Et elle réussit parfaitement son pari en donnant du
sens à ces bribes textuelles à partir d'une belle
scénographie, avec cette myriade de verres symbole des
festivités de la vie sur lesquels s'accroche le rouge
à lèvres, les mégots de cigarettes de la
vie consumée et l'auvent de vêtements suspendus,
une dramaturgie judicieuse et efficace, et une dilution du temps
qui crée une atmosphère lynchéenne.
"Coco", nonagénaire qui s'éteint de
consomption, recluse, isolée, esseulée, abandonnée,
est redevenue une femme ordinaire qui, même si elle se
déverse en imprécations, ne commande plus sur
rien ni sur personne, même pas sur sa domestique qui constitue
sa dernière image du monde et son ultime témoin
de l'attente dans l'antichambre de la camarde.

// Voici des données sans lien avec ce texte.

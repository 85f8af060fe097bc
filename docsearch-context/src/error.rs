//! Error types for document extraction and chunking

use std::path::PathBuf;

/// Result type for context operations.
pub type Result<T> = std::result::Result<T, ContextError>;

/// Errors raised while turning a document into chunks.
///
/// Every variant carries enough context (the offending path or the rejected setting)
/// for the ingestion loop to log the failure and move on to the next file.
#[derive(Debug, thiserror::Error)]
pub enum ContextError {
    /// The file extension is not one of the supported document formats
    #[error("Unsupported file type '{extension}' for {path}: only PDF and DOCX are supported")]
    UnsupportedFormat { path: PathBuf, extension: String },

    /// The file could be read but its content could not be decoded
    #[error("Failed to extract text from {path}: {message}")]
    Extraction { path: PathBuf, message: String },

    /// Chunk window settings that cannot produce forward progress
    #[error("Invalid chunk configuration: {message}")]
    InvalidChunkConfig { message: String },

    /// IO errors when reading source documents
    #[error("IO error reading {path}: {source}")]
    Io {
        path: PathBuf,
        #[source]
        source: std::io::Error,
    },
}

impl ContextError {
    /// Create an extraction error for `path` from anything displayable.
    pub fn extraction<P, M>(path: P, message: M) -> Self
    where
        P: Into<PathBuf>,
        M: std::fmt::Display,
    {
        Self::Extraction {
            path: path.into(),
            message: message.to_string(),
        }
    }

    /// Create an invalid chunk configuration error with a custom message.
    pub fn invalid_chunk_config<S: Into<String>>(message: S) -> Self {
        Self::InvalidChunkConfig {
            message: message.into(),
        }
    }
}
//! SQLite implementation of [`VectorIndex`] with inverted-file approximate search.
//!
//! Every chunk is a row of the `documents` table; metadata columns are indexed so filters are
//! evaluated by SQLite. Locations are also stored lower-cased with Rust's Unicode case mapping,
//! since `LIKE` only folds ASCII. Embeddings are L2-normalized and stored as little blobs of `f32`.
//! Rows are partitioned into lists around centroids kept in `ivf_lists`; a search ranks the
//! centroids against the query, reads only the rows of the nearest `probes` lists that pass
//! the SQL filter, and scores those candidates exactly.
//!
//! ## Database Schema
//!
//! ```sql
//! CREATE TABLE documents (
//!     id INTEGER PRIMARY KEY AUTOINCREMENT,  -- insertion order, used for tie-breaks
//!     content TEXT NOT NULL,
//!     embedding BLOB NOT NULL,               -- unit-length f32 vector
//!     source_file TEXT, file_type TEXT, file_path TEXT,
//!     chunk_index INTEGER NOT NULL,
//!     date_year INTEGER, location TEXT,
//!     location_folded TEXT,                  -- lower-cased location, for filtering
//!     list_id INTEGER NOT NULL,              -- inverted-file partition
//!     created_at TIMESTAMP NOT NULL
//! );
//! CREATE TABLE ivf_lists (list_id INTEGER PRIMARY KEY, centroid BLOB NOT NULL);
//! CREATE TABLE index_settings (key TEXT PRIMARY KEY, value TEXT NOT NULL);
//! ```
//!
//! ## List maintenance
//!
//! Until `lists` centroids exist, each inserted vector that is not already a centroid seeds a
//! new list. After that, rows join the nearest existing list. [`SqliteIndex::train_lists`]
//! reclusters all stored vectors with k-means when the seeded lists no longer reflect the
//! data.

use super::ivf;
use super::{
    NewRecord, SearchFilter, SearchResult, StoreStats, VectorIndex, check_dimensions, dot,
};
use crate::error::{Result, RetrieverError};
use async_trait::async_trait;
use chrono::Utc;
use docsearch_context::ChunkMetadata;
use docsearch_embed::l2_normalize;
use sqlx::sqlite::{SqliteConnectOptions, SqlitePoolOptions, SqliteRow};
use sqlx::{QueryBuilder, Row, Sqlite, SqliteConnection, SqlitePool};
use std::collections::BTreeSet;
use std::path::Path;
use std::str::FromStr;
use std::time::Duration;
use tokio::sync::Mutex;

/// Rows per multi-row `INSERT` statement.
const MAX_ROWS_PER_STATEMENT: usize = 500;

/// Inverted-file tuning.
#[derive(Debug, Clone, Copy, PartialEq, Eq)]
pub struct SqliteIndexOptions {
    /// Maximum number of lists (centroids)
    pub lists: usize,
    /// Lists read per query
    pub probes: usize,
}

impl Default for SqliteIndexOptions {
    fn default() -> Self {
        Self {
            lists: 100,
            probes: 10,
        }
    }
}

impl SqliteIndexOptions {
    pub fn validate(&self) -> Result<()> {
        if self.lists == 0 || self.probes == 0 {
            return Err(RetrieverError::invalid_config(
                "lists and probes must be at least 1",
            ));
        }
        Ok(())
    }
}

/// SQLite-backed approximate nearest-neighbor index.
#[derive(Debug)]
pub struct SqliteIndex {
    pool: SqlitePool,
    dimension: usize,
    options: SqliteIndexOptions,
    writer: Mutex<()>,
}

struct Candidate {
    id: i64,
    text: String,
    metadata: ChunkMetadata,
    embedding: Vec<f32>,
}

Et pourtant entre elles s'est nouée une étrange
et ambigüe relation, qui repose sur une fascination sans
doute réciproque, dans un espace-temps insolite, comme
suspendu, au cours duquel se joue, se déjoue et se dénoue
un rituel entre deux figures diffractées qui n'ont de
sens que par leur opposition en miroir.
Un huis-clos qui tient autant de l'opposition dans le couple
maître-valet que du lien qui s'est crée et qui
repose sur le désir, un désir cruel qui sous-tend
la relation à l'autre qui est toujours une relation marchande
reposant sur la confrontation et les jeux de la séduction.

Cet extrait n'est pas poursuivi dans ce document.